Not all societies have evolved to this point. Women remain second-class citizens in much of the world, and they are denied basic rights including freedom of movement and the freedom to decide when and whom to marry. Many are all too aware of their physical vulnerabilities and how men can make use of their superior strength. Not only do some societies lack laws against the abuse of women, even where such laws exist, the culture hasn’t accepted the idea that violence against women is out of bounds.

Western women ought to keep this in mind during the ongoing discussion of immigration policy. Many people are uncomfortable discussing the ways in which integrating immigrants from different cultures might impact Western society, and suggest that anyone who dares to raise the question is bigoted against those of different races or religions.

Yet far more is at stake than superficial identity politics.

The Wall Street Journal columnist Bret Stephens also addresses the issue with notable bluntness:

Put bluntly, there is a pronounced tendency among Middle Eastern men to view women either as chattel or as whores. This is not a pleasant reality to acknowledge, but it’s an even more dangerous thing to ignore. So why is it ignored?

Mr. Kern writes that police have remained silent about incidents of rape “because they do not want to give legitimacy to critics of mass migration.” That fits the pattern in Sweden, as it does with the Rotherham child sex-ring case, involving some 1,400 English girls abused over 16 years by men of Pakistani descent. In that case, police and social services ignored evidence of the abuse for fear of “giving oxygen to racist perspectives,” according to the Independent Inquiry into the case.
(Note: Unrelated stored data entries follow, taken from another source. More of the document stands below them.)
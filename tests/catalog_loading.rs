mod common;

use std::fs;

use serde_json::json;
use tempfile::tempdir;
use wayfinder::catalog::{Catalog, load_and_validate, load_from_path, load_from_str};
use wayfinder::errors::{ErrorKind, WayfinderError};
use wayfinder::types::{Category, MultiSelectPolicy, QuestionKind, StepId};
use wayfinder_test_utils::builders::{
    CatalogBuilder, CollectionBuilder, StepBuilder, WorkflowBuilder, answer_equals,
};

const PETS: &str = r#"
[config]
multi_select_policy = "set_equality"

[[workflows]]
code = "pets"

  [[workflows.steps]]
  code = "fav_cat"
  order = 2

  [[workflows.steps]]
  code = "cat_or_dog"
  order = 1

    [[workflows.steps.questions]]
    code = "pet"
    kind = "single_choice"
    required = true
    specification = { inputOptions = ["cat", "dog"] }

[[workflows]]
code = "food"

  [[workflows.steps]]
  code = "menu"
  order = 1

    [[workflows.steps.questions]]
    code = "dishes"
    kind = "multiple_choice"
    specification = { meta = { inputRequired = false }, inputOptions = ["fish", "kibble"] }

[[collections]]
code = "pets-survey"
category = "survey"
ordered = true

  [[collections.members]]
  workflow = "food"
  order = 2

  [[collections.members]]
  workflow = "pets"
  order = 1

  [[collections.dependency_groups]]
  step = { workflow = "pets", step = "fav_cat" }

    [[collections.dependency_groups.details]]
    prerequisite = { workflow = "pets", step = "cat_or_dog" }
    required_response = { type = "object", properties = { value = { const = "cat" } }, required = ["value"] }
"#;

fn field_of(err: &WayfinderError) -> &str {
    match err {
        WayfinderError::FieldError { field, .. } => field,
        other => panic!("expected a field error, got {other:?}"),
    }
}

#[test]
fn load_pets_catalog_from_file() {
    common::init_tracing();
    let dir = tempdir().unwrap();
    let path = dir.path().join("Wayfinder.toml");
    fs::write(&path, PETS).unwrap();

    let raw = load_from_path(&path).unwrap();
    assert_eq!(raw.workflows.len(), 2);
    assert_eq!(raw.config.multi_select_policy, MultiSelectPolicy::SetEquality);

    let catalog = load_and_validate(&path).unwrap();
    let plan = catalog.plan(&common::collection_id("pets-survey")).unwrap();
    assert_eq!(plan.collection().category, Category::Survey);

    // Global order follows membership order, then step order.
    let order: Vec<StepId> = plan.steps().iter().map(|s| s.id).collect();
    assert_eq!(
        order,
        vec![
            common::step_id("pets", "cat_or_dog"),
            common::step_id("pets", "fav_cat"),
            common::step_id("food", "menu"),
        ]
    );
    assert_eq!(plan.dependency_groups(&common::step_id("pets", "fav_cat")).len(), 1);

    let question = catalog
        .question(&common::question_id("pets", "cat_or_dog", "pet"))
        .unwrap();
    assert_eq!(question.kind, QuestionKind::SingleChoice);
    assert!(question.required);
}

#[test]
fn ids_are_stable_across_loads() {
    let a: Catalog = Catalog::try_from(load_from_str(PETS).unwrap()).unwrap();
    let b: Catalog = Catalog::try_from(load_from_str(PETS).unwrap()).unwrap();
    let ids = |c: &Catalog| c.plans().map(|p| p.collection().id).collect::<Vec<_>>();
    assert_eq!(ids(&a), ids(&b));
}

#[test]
fn explicit_ids_are_kept() {
    let toml = r#"
[[workflows]]
id = "2f1c9a44-5a55-4a1e-9d2b-7d0e3c3e8a10"
code = "solo"
  [[workflows.steps]]
  id = "9b7c0f0e-7a7e-4c1b-8f0a-0d3e2f1a4b5c"
  code = "only"
  order = 1

[[collections]]
code = "c"
category = "activity"
  [[collections.members]]
  workflow = "solo"
  order = 1
"#;
    let catalog = Catalog::try_from(load_from_str(toml).unwrap()).unwrap();
    let step: StepId = "9b7c0f0e-7a7e-4c1b-8f0a-0d3e2f1a4b5c".parse().unwrap();
    let step = catalog.step(&step).unwrap();
    assert_eq!(step.code, "only");
    assert_eq!(step.workflow_id.to_string(), "2f1c9a44-5a55-4a1e-9d2b-7d0e3c3e8a10");
}

#[test]
fn missing_file_is_an_io_error() {
    let dir = tempdir().unwrap();
    let err = load_and_validate(dir.path().join("nope.toml")).unwrap_err();
    assert!(matches!(err, WayfinderError::IoError(_)));
    assert_eq!(err.kind(), ErrorKind::Internal);
}

#[test]
fn invalid_toml_is_a_toml_error() {
    let err = load_from_str("[[workflows]\ncode = ").unwrap_err();
    assert!(matches!(err, WayfinderError::TomlError(_)));
}

#[test]
fn catalog_without_collections_is_rejected() {
    let raw = load_from_str("[[workflows]]\ncode = \"w\"\n").unwrap();
    let err = Catalog::try_from(raw).unwrap_err();
    assert!(matches!(err, WayfinderError::CatalogError(_)));
}

fn two_step_workflow() -> wayfinder::catalog::model::WorkflowConfig {
    WorkflowBuilder::new("w").plain_step("a").plain_step("b").build()
}

#[test]
fn forward_pointing_dependency_is_rejected() {
    let raw = CatalogBuilder::new()
        .workflow(two_step_workflow())
        .collection(
            CollectionBuilder::survey("c")
                .member("w", 1)
                .group(("w", "a"), vec![(("w", "b"), json!(true))])
                .build(),
        )
        .build_raw();

    let err = Catalog::try_from(raw).unwrap_err();
    assert_eq!(err.kind(), ErrorKind::Authoring);
    assert_eq!(
        field_of(&err),
        "collections[0].dependency_groups[0].details[0].prerequisite"
    );
}

#[test]
fn self_dependency_is_rejected() {
    let raw = CatalogBuilder::new()
        .workflow(two_step_workflow())
        .collection(
            CollectionBuilder::survey("c")
                .member("w", 1)
                .group(("w", "b"), vec![(("w", "b"), json!(true))])
                .build(),
        )
        .build_raw();

    let err = Catalog::try_from(raw).unwrap_err();
    assert!(err.to_string().contains("itself"), "{err}");
}

#[test]
fn cross_workflow_cycle_is_rejected() {
    // x/a waits for y/a and y/a waits for x/a: one of the two edges must
    // point forward in the global order.
    let raw = CatalogBuilder::new()
        .workflow(WorkflowBuilder::new("x").plain_step("a").build())
        .workflow(WorkflowBuilder::new("y").plain_step("a").build())
        .collection(
            CollectionBuilder::survey("c")
                .member("x", 1)
                .member("y", 2)
                .group(("y", "a"), vec![(("x", "a"), json!(true))])
                .group(("x", "a"), vec![(("y", "a"), json!(true))])
                .build(),
        )
        .build_raw();

    let err = Catalog::try_from(raw).unwrap_err();
    assert_eq!(
        field_of(&err),
        "collections[0].dependency_groups[1].details[0].prerequisite"
    );
}

#[test]
fn malformed_required_response_is_rejected() {
    let raw = CatalogBuilder::new()
        .workflow(two_step_workflow())
        .collection(
            CollectionBuilder::survey("c")
                .member("w", 1)
                .group(("w", "b"), vec![(("w", "a"), json!({ "type": "pet" }))])
                .build(),
        )
        .build_raw();

    let err = Catalog::try_from(raw).unwrap_err();
    assert_eq!(
        field_of(&err),
        "collections[0].dependency_groups[0].details[0].required_response"
    );
}

#[test]
fn dependency_on_non_member_is_rejected() {
    let raw = CatalogBuilder::new()
        .workflow(two_step_workflow())
        .workflow(WorkflowBuilder::new("other").plain_step("a").build())
        .collection(
            CollectionBuilder::survey("c")
                .member("w", 1)
                .group(("w", "b"), vec![(("other", "a"), answer_equals(json!(1)))])
                .build(),
        )
        .build_raw();

    let err = Catalog::try_from(raw).unwrap_err();
    assert!(err.to_string().contains("not a member"), "{err}");
}

#[test]
fn empty_dependency_group_is_rejected() {
    let raw = CatalogBuilder::new()
        .workflow(two_step_workflow())
        .collection(
            CollectionBuilder::survey("c")
                .member("w", 1)
                .group(("w", "b"), vec![])
                .build(),
        )
        .build_raw();

    let err = Catalog::try_from(raw).unwrap_err();
    assert_eq!(field_of(&err), "collections[0].dependency_groups[0].details");
}

#[test]
fn duplicate_orders_are_rejected() {
    let raw = CatalogBuilder::new()
        .workflow(
            WorkflowBuilder::new("w")
                .step(StepBuilder::new("a", 1).build())
                .step(StepBuilder::new("b", 1).build())
                .build(),
        )
        .collection(CollectionBuilder::survey("c").member("w", 1).build())
        .build_raw();
    let err = Catalog::try_from(raw).unwrap_err();
    assert_eq!(field_of(&err), "workflows[0].steps[1].order");

    let raw = CatalogBuilder::new()
        .workflow(WorkflowBuilder::new("x").plain_step("a").build())
        .workflow(WorkflowBuilder::new("y").plain_step("a").build())
        .collection(CollectionBuilder::survey("c").member("x", 1).member("y", 1).build())
        .build_raw();
    let err = Catalog::try_from(raw).unwrap_err();
    assert_eq!(field_of(&err), "collections[0].members[1].order");
}

#[test]
fn unknown_member_workflow_is_rejected() {
    let raw = CatalogBuilder::new()
        .workflow(two_step_workflow())
        .collection(CollectionBuilder::survey("c").member("ghost", 1).build())
        .build_raw();
    let err = Catalog::try_from(raw).unwrap_err();
    assert_eq!(field_of(&err), "collections[0].members[0].workflow");
}

#[test]
fn unsynthesizable_question_is_rejected_at_load_time() {
    let toml = r#"
[config]
max_enumeration = 3

[[workflows]]
code = "w"
  [[workflows.steps]]
  code = "a"
  order = 1
    [[workflows.steps.questions]]
    code = "age"
    kind = "numeric_range"
    specification = { inputOptions = { min = 0, max = 99 } }

[[collections]]
code = "c"
category = "survey"
  [[collections.members]]
  workflow = "w"
  order = 1
"#;
    let err = Catalog::try_from(load_from_str(toml).unwrap()).unwrap_err();
    assert_eq!(field_of(&err), "workflows[0].steps[0].questions[0].specification");
}

#[test]
fn question_type_override_must_accept_its_example() {
    let toml = r#"
[[question_types]]
kind = "free_form"
json_schema = { type = "object", required = ["hint"] }
example_specification = { }

[[workflows]]
code = "w"
  [[workflows.steps]]
  code = "a"
  order = 1

[[collections]]
code = "c"
category = "survey"
  [[collections.members]]
  workflow = "w"
  order = 1
"#;
    let err = Catalog::try_from(load_from_str(toml).unwrap()).unwrap_err();
    assert_eq!(field_of(&err), "question_types[free_form].example_specification");
}

#[test]
fn question_type_override_constrains_specifications() {
    let toml = r#"
[[question_types]]
kind = "free_form"
json_schema = { type = "object", required = ["hint"] }
example_specification = { hint = "say something" }

[[workflows]]
code = "w"
  [[workflows.steps]]
  code = "a"
  order = 1
    [[workflows.steps.questions]]
    code = "comment"
    kind = "free_form"

[[collections]]
code = "c"
category = "survey"
  [[collections.members]]
  workflow = "w"
  order = 1
"#;
    let err = Catalog::try_from(load_from_str(toml).unwrap()).unwrap_err();
    assert_eq!(field_of(&err), "workflows[0].steps[0].questions[0].specification");
}

#[test]
fn demo_catalog_is_valid() {
    let path = std::path::Path::new(env!("CARGO_MANIFEST_DIR")).join("demos/Wayfinder.toml");
    let catalog = load_and_validate(path).unwrap();
    assert_eq!(catalog.plans().count(), 2);

    let training = catalog.collection_by_code("training", 1).unwrap();
    assert!(training.collection().is_free_roaming());
}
Or, as Denis MacShane, Rotherham’s former Labour MP and self-declared “Guardian-reading liberal leftie” put it, it was a matter of “not wanting to rock the multicultural community boat.”

That’s a telling admission. Multiculturalism is a liberal fetish that is also the antithesis of liberalism, classical or modern—a simultaneous belief in individual autonomy and cultural equality, irrespective of whether different cultures believe in individual rights or not.

Note to Feminist Current.: We hope you soon will learn to address such serious issues in a manner befitting grown women.